Inverse frequency domain processing unit 403, for receive baseband processing unit 401 send insertion CP after downgoing baseband signal, downlink frequency domain compression is carried out to this downgoing baseband signal, and distally radio frequency unit 402 send downlink frequency domain compression after result, the compression of this downlink frequency domain at least comprises frequency domain and adds the inverse operation of zero, the inverse operation of IFFT and insert the inverse operation of CP and (as: remove CP, FFT, goes frequency domain zero padding);

In embodiments of the present invention, inverse frequency domain processing unit 403 can carry out reverse process to the downgoing baseband signal that baseband processing unit 401 sends, the process of this reverse process is according to existing downgoing baseband handling process counter movement, as descending Base-Band Processing flow process is: chnnel coding, Channel Modulation, MIMO precoding, resource block mapping, frequency domain adds zero, IFFT and insertion CP, if the compression of this downlink frequency domain needs the data volume size added by this downgoing baseband Signal Compression to frequency domain before zero, then perform the inverse operation inserting CP successively, the inverse operation of IFFT and frequency domain add the inverse operation of zero, obtain the baseband signal after resource block mapping,

In addition, inverse frequency domain processing unit 403 is also for receiving the result of the up frequency domain compression that remote radio unit (RRU) 402 sends, and the result of this up frequency domain compression is carried out reverse process, the process of this reverse process is according to existing up frequency domain compression process counter movement, as added the data volume size before zero to uplink baseband subscriber data compression to frequency domain, then perform the inverse operation removing symbol CP successively, the inverse operation of FFT and remove the inverse operation of frequency domain zero padding, obtains the baseband signal after inserting CP and sends to baseband processing unit 401; Because inverse frequency domain processing unit 403 uses existing CPRI interface with baseband processing unit 401, namely the baseband signal the same with prior art can only be transmitted, therefore, if the result of the up frequency domain compression received is frequency-region signal, then need inverse frequency domain processing unit 403 to change the baseband signal after inserting CP into this frequency-region signal inversion, and send to baseband processing unit 401.

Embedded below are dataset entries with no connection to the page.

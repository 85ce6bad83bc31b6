use anyhow::{anyhow, Result};
use ddp_rs::connection::DDPConnection;
use ddp_rs::protocol::{PixelConfig, ID};
use serde::{Deserialize, Serialize};
use std::net::UdpSocket;
use std::time::{Duration, Instant};

// WLED DDP timeout is ~1 second, so send keepalive every 500ms to be safe
const KEEPALIVE_INTERVAL: Duration = Duration::from_millis(500);

const DDP_PORT: u16 = 4048;

/// One WLED controller and the window of the frame it displays.
#[derive(Debug, Clone, PartialEq, Serialize, Deserialize)]
pub struct WLEDDevice {
    pub ip: String,
    pub led_offset: usize,
    pub led_count: usize,
    #[serde(default = "default_enabled")]
    pub enabled: bool,
}

fn default_enabled() -> bool {
    true
}

impl WLEDDevice {
    fn byte_range(&self) -> std::ops::Range<usize> {
        self.led_offset * 3..(self.led_offset + self.led_count) * 3
    }
}

pub struct MultiDeviceConfig {
    pub devices: Vec<WLEDDevice>,
    pub fail_fast: bool,
}

impl MultiDeviceConfig {
    /// Reject empty device lists, overlapping windows and windows that run
    /// past the end of a `total_leds` frame.
    pub fn validate(&self, total_leds: usize) -> Result<()> {
        let enabled: Vec<&WLEDDevice> = self.devices.iter().filter(|d| d.enabled).collect();
        if enabled.is_empty() {
            return Err(anyhow!("No devices configured"));
        }

        for (i, dev1) in enabled.iter().enumerate() {
            let dev1_end = dev1.led_offset + dev1.led_count;
            if dev1_end > total_leds {
                return Err(anyhow!(
                    "Device {} wants LEDs {}-{}, frame has {} LEDs",
                    dev1.ip,
                    dev1.led_offset,
                    dev1_end.saturating_sub(1),
                    total_leds
                ));
            }

            for dev2 in &enabled[i + 1..] {
                let dev2_end = dev2.led_offset + dev2.led_count;
                if dev1.led_offset < dev2_end && dev1_end > dev2.led_offset {
                    return Err(anyhow!(
                        "Overlapping LED ranges: Device {} ({}-{}) overlaps with Device {} ({}-{})",
                        dev1.ip,
                        dev1.led_offset,
                        dev1_end - 1,
                        dev2.ip,
                        dev2.led_offset,
                        dev2_end - 1
                    ));
                }
            }
        }

        Ok(())
    }
}

struct DeviceConnection {
    device_config: WLEDDevice,
    ddp_connection: DDPConnection,
    last_send_time: Instant,
}

impl DeviceConnection {
    fn new(device_config: WLEDDevice) -> Result<Self> {
        let dest_addr = format!("{}:{}", device_config.ip, DDP_PORT);
        let socket = UdpSocket::bind("0.0.0.0:0")?;
        let ddp_connection = DDPConnection::try_new(&dest_addr, PixelConfig::default(), ID::Default, socket)?;

        Ok(DeviceConnection {
            device_config,
            ddp_connection,
            last_send_time: Instant::now(),
        })
    }
}

/// Whether a device window needs to go on the wire this frame: anything lit,
/// or a keepalive so WLED does not drop back to its own effects.
fn should_send(device_frame: &[u8], since_last_send: Duration) -> bool {
    since_last_send >= KEEPALIVE_INTERVAL || device_frame.iter().any(|&b| b != 0)
}

pub struct MultiDeviceManager {
    devices: Vec<DeviceConnection>,
    fail_fast: bool,
}

impl MultiDeviceManager {
    pub fn device_count(&self) -> usize {
        self.devices.len()
    }

    pub fn new(config: MultiDeviceConfig, total_leds: usize) -> Result<Self> {
        config.validate(total_leds)?;

        let mut devices = Vec::new();
        for device_config in &config.devices {
            if device_config.enabled {
                match DeviceConnection::new(device_config.clone()) {
                    Ok(conn) => devices.push(conn),
                    Err(e) => {
                        tracing::warn!(ip = %device_config.ip, error = %e, "failed to connect");
                    }
                }
            }
        }

        if devices.is_empty() {
            return Err(anyhow!("No devices connected successfully"));
        }

        Ok(MultiDeviceManager { devices, fail_fast: config.fail_fast })
    }

    /// Send packed RGB bytes, one window per device. Returns the per-device
    /// errors that were tolerated; with `fail_fast` the first one aborts.
    pub fn send_frame(&mut self, frame: &[u8]) -> Result<Vec<String>> {
        self.send(frame, false)
    }

    /// Like `send_frame`, but every window goes out even when it is all zero.
    /// Used to turn the LEDs off.
    pub fn send_frame_forced(&mut self, frame: &[u8]) -> Result<Vec<String>> {
        self.send(frame, true)
    }

    fn send(&mut self, frame: &[u8], force: bool) -> Result<Vec<String>> {
        // Frame size should be divisible by 3 (RGB)
        if frame.len() % 3 != 0 {
            return Err(anyhow!(
                "Frame size must be divisible by 3 (RGB), got {} bytes",
                frame.len()
            ));
        }

        let mut errors = Vec::new();

        for device in &mut self.devices {
            let range = device.device_config.byte_range();
            let Some(device_frame) = frame.get(range) else {
                let err = format!(
                    "Device {} range exceeds frame size (device wants LEDs {}-{}, frame has {} LEDs)",
                    device.device_config.ip,
                    device.device_config.led_offset,
                    device.device_config.led_offset + device.device_config.led_count - 1,
                    frame.len() / 3
                );
                if self.fail_fast {
                    return Err(anyhow!(err));
                }
                errors.push(err);
                continue;
            };

            if !force && !should_send(device_frame, device.last_send_time.elapsed()) {
                continue;
            }

            match device.ddp_connection.write(device_frame) {
                Ok(_) => device.last_send_time = Instant::now(),
                Err(e) => {
                    let err = format!("Failed to send to {}: {:?}", device.device_config.ip, e);
                    if self.fail_fast {
                        return Err(anyhow!(err));
                    }
                    errors.push(err);
                }
            }
        }

        Ok(errors)
    }
}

Remote radio unit (RRU) 402, the result after the downlink frequency domain sent for receiving inverse frequency domain processing unit 403 compresses, carries out downlink frequency domain decompression to the result after the compression of this downlink frequency domain, and carries out carrier modulation to the result that this downlink frequency domain decompresses;

In addition, remote radio unit (RRU) 402 also for carrying out up frequency domain compression to uplink baseband signal, and sends the result of this up frequency domain compression to inverse frequency domain processing unit 403, this up frequency domain compression at least comprises symbol CP, FFT, goes frequency domain zero padding, remove PRACH CP, down-sampled filtering and FFT; The major part compressed due to up frequency domain operates the data volume that all can reduce long-distance transmissions baseband signal, therefore, the up frequency domain compression being performed part by remote radio unit (RRU) 402 (as: removes symbol CP, FFT, go frequency domain zero padding, remove PRACH CP, down-sampled filtering and FFT) effectively can reduce the bandwidth demand of long-distance transmissions.

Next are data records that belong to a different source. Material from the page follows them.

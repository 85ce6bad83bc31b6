// Diagnostics Module - Layout dumps and offline frame snapshots
use anyhow::{anyhow, Result};
use image::RgbImage;
use serde::Serialize;
use std::path::Path;

use crate::layout::{Layout, Position};
use crate::scheduler::Scheduler;
use crate::types::Rgb;

// Radius of the dot drawn for each LED, in pixels
const DOT_RADIUS: i64 = 3;

#[derive(Debug, Clone, Copy, PartialEq, Eq)]
pub enum DumpFormat {
    Csv,
    Json,
}

impl DumpFormat {
    pub fn from_string(s: &str) -> Result<Self> {
        match s.trim().to_lowercase().as_str() {
            "csv" => Ok(DumpFormat::Csv),
            "json" => Ok(DumpFormat::Json),
            other => Err(anyhow!("Unknown dump format '{}' (expected csv or json)", other)),
        }
    }
}

#[derive(Serialize)]
struct PositionRecord {
    index: usize,
    x: f64,
    y: f64,
    radius: f64,
    angle: f64,
}

impl From<&Position> for PositionRecord {
    fn from(p: &Position) -> Self {
        PositionRecord {
            index: p.index,
            x: p.x,
            y: p.y,
            radius: p.radius,
            angle: p.angle,
        }
    }
}

/// Coordinates of every active position, one record per LED.
pub fn dump_layout(layout: &Layout, format: DumpFormat) -> Result<String> {
    let records: Vec<PositionRecord> = layout
        .positions()
        .iter()
        .filter(|p| p.active)
        .map(PositionRecord::from)
        .collect();

    match format {
        DumpFormat::Json => Ok(serde_json::to_string_pretty(&records)?),
        DumpFormat::Csv => {
            let mut out = String::from("index,x,y,radius,angle\n");
            for r in &records {
                out.push_str(&format!("{},{:.4},{:.4},{:.4},{:.6}\n", r.index, r.x, r.y, r.radius, r.angle));
            }
            Ok(out)
        }
    }
}

/// Run the schedule from time zero up to `at_ms` in `step_ms` frames and
/// leave the frame for `at_ms` in the scheduler's buffer.
pub fn advance_to(scheduler: &mut Scheduler, at_ms: u64, step_ms: u64) {
    let step = step_ms.max(1) as usize;
    for now in (0..at_ms).step_by(step) {
        scheduler.render_frame(now);
        scheduler.poll_timers(now);
    }
    scheduler.render_frame(at_ms);
}

/// Draw each active LED as a dot on a square black canvas, world origin at
/// the centre, +y up.
pub fn render_snapshot(frame: &[Rgb], positions: &[Position], size: u32) -> RgbImage {
    let mut img = RgbImage::new(size, size);

    let extent = positions
        .iter()
        .filter(|p| p.active)
        .map(|p| p.x.abs().max(p.y.abs()))
        .fold(0.0_f64, f64::max);
    if extent <= 0.0 {
        return img;
    }

    let half = size as f64 / 2.0;
    let scale = (half - (DOT_RADIUS + 1) as f64) / extent;

    for p in positions.iter().filter(|p| p.active) {
        let Some(color) = frame.get(p.index) else {
            continue;
        };
        let cx = (half + p.x * scale).round() as i64;
        let cy = (half - p.y * scale).round() as i64;

        for dy in -DOT_RADIUS..=DOT_RADIUS {
            for dx in -DOT_RADIUS..=DOT_RADIUS {
                if dx * dx + dy * dy > DOT_RADIUS * DOT_RADIUS {
                    continue;
                }
                let (px, py) = (cx + dx, cy + dy);
                if px >= 0 && py >= 0 && px < size as i64 && py < size as i64 {
                    img.put_pixel(px as u32, py as u32, image::Rgb([color.r, color.g, color.b]));
                }
            }
        }
    }

    img
}

pub fn save_snapshot(path: &Path, frame: &[Rgb], positions: &[Position], size: u32) -> Result<()> {
    render_snapshot(frame, positions, size).save(path)?;
    Ok(())
}
// RingLight - Generative ambient animations for concentric LED rings
// Streams noise, sweep and zoom patterns to WLED controllers over DDP
use anyhow::Result;
use clap::Parser;
use std::sync::atomic::{AtomicBool, Ordering};
use std::sync::Arc;
use std::thread;
use std::time::{Duration, Instant};
use tracing_subscriber::EnvFilter;

mod compositor;
mod config;
mod diagnostics;
mod layout;
mod multi_device;
mod noise;
mod palette;
mod patterns;
mod scheduler;
mod sink;
mod types;

use config::{Args, RingLightConfig};
use diagnostics::DumpFormat;
use layout::Layout;
use noise::NoiseField;
use palette::Palette;
use scheduler::{Clock, Scheduler, SystemClock};
use sink::{DdpSink, DisplaySink, LogSink};
use types::InterpolationMode;

// Frame step used to simulate an uncapped schedule for snapshots
const UNCAPPED_FRAME_MS: u64 = 8;

const SNAPSHOT_SIZE: u32 = 600;

fn init_tracing() {
    let filter = EnvFilter::try_from_default_env().unwrap_or_else(|_| EnvFilter::new("info"));
    tracing_subscriber::fmt().with_env_filter(filter).with_target(false).init();
}

fn frame_period(fps: f64) -> Option<Duration> {
    if fps > 0.0 {
        Some(Duration::from_secs_f64(1.0 / fps))
    } else {
        None
    }
}

fn build_scheduler(config: &RingLightConfig, layout: Layout, start_ms: u64) -> Result<Scheduler> {
    let palette = Palette::parse(&config.palette, InterpolationMode::from_string(&config.interpolation))?;
    let noise = NoiseField::new(&config.noise);
    let generators = patterns::build_pattern_set(&config.patterns);

    let mut scheduler = Scheduler::new(layout, noise, palette, generators, &config.schedule, start_ms)?;
    scheduler.set_background(config.background_color()?);
    Ok(scheduler)
}

fn open_sink(config: &RingLightConfig, total_leds: usize) -> Result<Box<dyn DisplaySink>> {
    let devices = config.resolved_devices();
    if devices.is_empty() {
        tracing::warn!("no WLED devices configured, frames will only be logged (set wled_ip or --wled-ip)");
        return Ok(Box::new(LogSink::default()));
    }

    for (i, device) in devices.iter().enumerate() {
        tracing::info!(
            "Device {}: {} (LEDs {}-{}, {})",
            i,
            device.ip,
            device.led_offset,
            (device.led_offset + device.led_count).saturating_sub(1),
            if device.enabled { "enabled" } else { "disabled" }
        );
    }
    Ok(Box::new(DdpSink::new(&devices, config.fail_fast, total_leds)?))
}

fn sleep_remaining(period: Option<Duration>, frame_start: Instant) {
    if let Some(period) = period {
        let elapsed = frame_start.elapsed();
        if elapsed < period {
            thread::sleep(period - elapsed);
        }
    }
}

/// Show the quadrant pattern until interrupted.
fn run_test_pattern(
    scheduler: &mut Scheduler,
    sink: &mut dyn DisplaySink,
    config: &RingLightConfig,
    running: &AtomicBool,
) -> Result<()> {
    let clock = SystemClock::new();
    let period = frame_period(config.fps);
    tracing::info!("showing quadrant test pattern, Ctrl+C to quit");

    while running.load(Ordering::SeqCst) {
        let frame_start = Instant::now();
        scheduler.render_test_pattern(clock.now_ms());
        sink.show(scheduler.frame(), config.global_brightness)?;
        sleep_remaining(period, frame_start);
    }
    Ok(())
}

/// The main frame loop. Runs until Ctrl+C; each iteration samples the clock
/// once and hands exactly one frame to the sink.
fn run_animation(
    scheduler: &mut Scheduler,
    sink: &mut dyn DisplaySink,
    config: &RingLightConfig,
    running: &AtomicBool,
) -> Result<()> {
    let clock = SystemClock::new();
    let period = frame_period(config.fps);

    let mut frames: u64 = 0;
    let mut render_time = Duration::ZERO;
    let mut transmit_time = Duration::ZERO;
    let mut stats_start = Instant::now();

    tracing::info!(patterns = ?scheduler.pattern_names(), "animation running, Ctrl+C to quit");

    while running.load(Ordering::SeqCst) {
        let frame_start = Instant::now();
        let stats = scheduler.tick(clock.now_ms(), sink, config.global_brightness)?;

        frames += 1;
        render_time += stats.render;
        transmit_time += stats.transmit;

        let window = stats_start.elapsed();
        if window >= Duration::from_secs(1) {
            let n = frames.max(1) as u32;
            tracing::debug!(
                frames,
                fps = frames as f64 / window.as_secs_f64(),
                render_us = (render_time / n).as_micros() as u64,
                transmit_us = (transmit_time / n).as_micros() as u64,
                mix = scheduler.state().mix(),
                "frame stats"
            );
            frames = 0;
            render_time = Duration::ZERO;
            transmit_time = Duration::ZERO;
            stats_start = Instant::now();
        }

        sleep_remaining(period, frame_start);
    }
    Ok(())
}

fn main() -> Result<()> {
    init_tracing();
    let args = Args::parse();

    // Get config file path (custom or default)
    let cfg_arg = args.cfg.as_deref();
    let config_path = RingLightConfig::config_path(cfg_arg)?;
    let config_file_exists = config_path.exists();

    let mut config = if config_file_exists {
        match RingLightConfig::load_with_path(cfg_arg) {
            Ok(c) => c,
            Err(e) => {
                tracing::error!("Failed to load config file {}: {}", config_path.display(), e);
                tracing::error!("Please fix the config file or delete it to regenerate with defaults.");
                return Err(e);
            }
        }
    } else {
        RingLightConfig {
            config_path: Some(config_path.clone()),
            ..Default::default()
        }
    };

    let args_provided = config.merge_with_args(&args)?;

    // Save config only on first run or when the command line changed something
    if !config_file_exists || args_provided {
        config.save()?;
    }
    tracing::info!("Using config file: {}", config_path.display());

    let layout = Layout::new(&config.layout);
    let total_leds = layout.len();
    tracing::info!(slots = total_leds, active = layout.active_count(), "layout built");

    if let Some(ref format) = args.dump_layout {
        print!("{}", diagnostics::dump_layout(&layout, DumpFormat::from_string(format)?)?);
        return Ok(());
    }

    if let Some(ref path) = args.snapshot {
        let mut scheduler = build_scheduler(&config, layout, 0)?;
        let step_ms = frame_period(config.fps).map_or(UNCAPPED_FRAME_MS, |p| p.as_millis().max(1) as u64);
        diagnostics::advance_to(&mut scheduler, args.at_ms, step_ms);
        diagnostics::save_snapshot(path, scheduler.frame(), scheduler.layout().positions(), SNAPSHOT_SIZE)?;
        println!("Snapshot at {} ms written to {}", args.at_ms, path.display());
        return Ok(());
    }

    if config.palette_is_preset() {
        tracing::info!(palette = %config.palette, "palette preset");
    } else {
        tracing::info!(palette = %config.palette, "custom palette");
    }

    let mut sink = open_sink(&config, total_leds)?;

    // Setup Ctrl+C handler
    let running = Arc::new(AtomicBool::new(true));
    let r = running.clone();
    ctrlc::set_handler(move || {
        r.store(false, Ordering::SeqCst);
    })?;

    let mut scheduler = build_scheduler(&config, layout, 0)?;

    let result = if args.test_pattern {
        run_test_pattern(&mut scheduler, sink.as_mut(), &config, &running)
    } else {
        // Brief orientation flash before the animation starts
        if config.startup_test_ms > 0 {
            scheduler.render_test_pattern(0);
            sink.show(scheduler.frame(), config.global_brightness)?;
            thread::sleep(Duration::from_millis(config.startup_test_ms));
        }
        run_animation(&mut scheduler, sink.as_mut(), &config, &running)
    };

    if let Err(e) = sink.blank(total_leds) {
        tracing::warn!("Failed to blank display: {}", e);
    }
    tracing::info!("stopped");
    result
}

Above-mentioned, inverse frequency domain processing unit 403 is deployed in the one end near baseband processing unit 401, inverse frequency domain processing unit 403 is connected by existing CPRI interface with baseband processing unit 401, remote radio unit (RRU) 402 is then connected with clock module by self defined interface with inverse frequency domain processing unit 403, carries out remote base band signal transmission; The signal type that this self defined interface specifically transmits and the concrete operations content compressed by downgoing baseband process and up frequency domain determine; This clock module is for ensureing the timing synchronization of Signal transmissions between frequency domain processing unit 303 and inverse frequency domain processing unit 304.

Below the concrete reciprocal process of unit in the embodiment of the present invention is described:

Down direction:

Baseband processing unit 401 transmits downgoing baseband signal by existing CRPI interface to inverse frequency domain processing unit 403.

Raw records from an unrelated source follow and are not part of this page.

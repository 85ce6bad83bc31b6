// Sink Module - Where finished frames go
use anyhow::Result;

use crate::multi_device::{MultiDeviceConfig, MultiDeviceManager, WLEDDevice};
use crate::types::{frame_to_bytes, Rgb};

/// Accepts one complete frame, indexed like the layout, and transmits it.
/// `show` blocks until the frame is out; that is the loop's backpressure.
pub trait DisplaySink {
    fn show(&mut self, frame: &[Rgb], brightness: u8) -> Result<()>;

    /// Turn everything off, used on shutdown.
    fn blank(&mut self, len: usize) -> Result<()> {
        self.show(&vec![Rgb::BLACK; len], 0)
    }
}

/// Streams frames to WLED controllers over DDP.
pub struct DdpSink {
    manager: MultiDeviceManager,
}

impl DdpSink {
    pub fn new(devices: &[WLEDDevice], fail_fast: bool, total_leds: usize) -> Result<Self> {
        let config = MultiDeviceConfig { devices: devices.to_vec(), fail_fast };
        let manager = MultiDeviceManager::new(config, total_leds)?;
        tracing::info!(devices = manager.device_count(), "DDP sink ready");
        Ok(DdpSink { manager })
    }
}

impl DisplaySink for DdpSink {
    fn show(&mut self, frame: &[Rgb], brightness: u8) -> Result<()> {
        let bytes = frame_to_bytes(frame, brightness);
        for err in self.manager.send_frame(&bytes)? {
            tracing::warn!("{}", err);
        }
        Ok(())
    }

    // Black frames are normally held back until keepalive; this one must go out now
    fn blank(&mut self, len: usize) -> Result<()> {
        for err in self.manager.send_frame_forced(&vec![0u8; len * 3])? {
            tracing::warn!("{}", err);
        }
        Ok(())
    }
}

/// Discards frames, logging a one-line summary of each at trace level. Used
/// when no controllers are configured.
#[derive(Default)]
pub struct LogSink {
    frames: u64,
}

impl DisplaySink for LogSink {
    fn show(&mut self, frame: &[Rgb], brightness: u8) -> Result<()> {
        self.frames += 1;
        let lit = frame.iter().filter(|c| **c != Rgb::BLACK).count();
        tracing::trace!(frame = self.frames, lit, brightness, "frame");
        Ok(())
    }
}

/// Keeps every frame it is shown.
#[cfg(test)]
#[derive(Default)]
pub struct MemorySink {
    pub frames: Vec<Vec<Rgb>>,
    pub brightness: u8,
}

#[cfg(test)]
impl MemorySink {
    pub fn last_frame(&self) -> &[Rgb] {
        self.frames.last().map(Vec::as_slice).unwrap_or(&[])
    }
}

#[cfg(test)]
impl DisplaySink for MemorySink {
    fn show(&mut self, frame: &[Rgb], brightness: u8) -> Result<()> {
        self.frames.push(frame.to_vec());
        self.brightness = brightness;
        Ok(())
    }
}

#[cfg(test)]
mod tests {
    use super::*;

    #[test]
    fn test_blank_sends_black_frame() {
        let mut sink = MemorySink::default();
        sink.blank(5).unwrap();
        assert_eq!(sink.last_frame(), &[Rgb::BLACK; 5]);
        assert_eq!(sink.brightness, 0);
    }

    #[test]
    fn test_ddp_blank_goes_out_right_after_a_lit_frame() {
        use std::net::UdpSocket;
        use std::time::Duration;

        let receiver = UdpSocket::bind("127.0.0.1:4048").unwrap();
        receiver.set_read_timeout(Some(Duration::from_secs(2))).unwrap();

        let device = WLEDDevice { ip: "127.0.0.1".to_string(), led_offset: 0, led_count: 4, enabled: true };
        let mut sink = DdpSink::new(&[device], true, 4).unwrap();

        sink.show(&[Rgb::RED; 4], 255).unwrap();
        sink.blank(4).unwrap();

        // DDP header first, pixel payload last
        let mut buf = [0u8; 1500];
        let n = receiver.recv(&mut buf).unwrap();
        assert!(n >= 12);
        assert_eq!(&buf[n - 12..n], &[255u8, 0, 0].repeat(4)[..]);

        let n = receiver.recv(&mut buf).unwrap();
        assert!(n >= 12);
        assert!(buf[n - 12..n].iter().all(|&b| b == 0));
    }

    #[test]
    fn test_log_sink_counts() {
        let mut sink = LogSink::default();
        sink.show(&[Rgb::RED, Rgb::BLACK], 255).unwrap();
        sink.show(&[Rgb::RED, Rgb::BLACK], 255).unwrap();
        assert_eq!(sink.frames, 2);
    }
}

Inverse frequency domain processing unit 403 pairs of downgoing baseband signals carry out downlink frequency domain compression process, and the compression of this downlink frequency domain specifically comprises: remove CP, FFT, go frequency domain zero padding, the baseband signal obtain resource block mapping after completing above-mentioned downlink frequency domain compression process after;

Inverse frequency domain processing unit 403 by self defined interface and clock module distally radio frequency unit 402 send the baseband signal after resource block mapping; Due to repartitioning of functional module, CPRI interface between original baseband processing unit and remote radio unit (RRU) needs to redefine, the baseband signal of interface after redefining after down direction transmission resource block maps, in result and the frequency domain user baseband signal of up direction transmission accidental access signal.

While baseband signal after distally radio frequency unit 402 sends resource block mapping, inverse frequency domain processing unit 403 also can distally transmit control message by radio frequency unit 402, the baseband signal be used to indicate after remote radio unit (RRU) 402 pairs of resource block mapping carries out that frequency domain adds zero successively, IFFT and insert the operation of CP, also include in this control message carry out that frequency domain adds zero, IFFT and insert the related data of CP operation.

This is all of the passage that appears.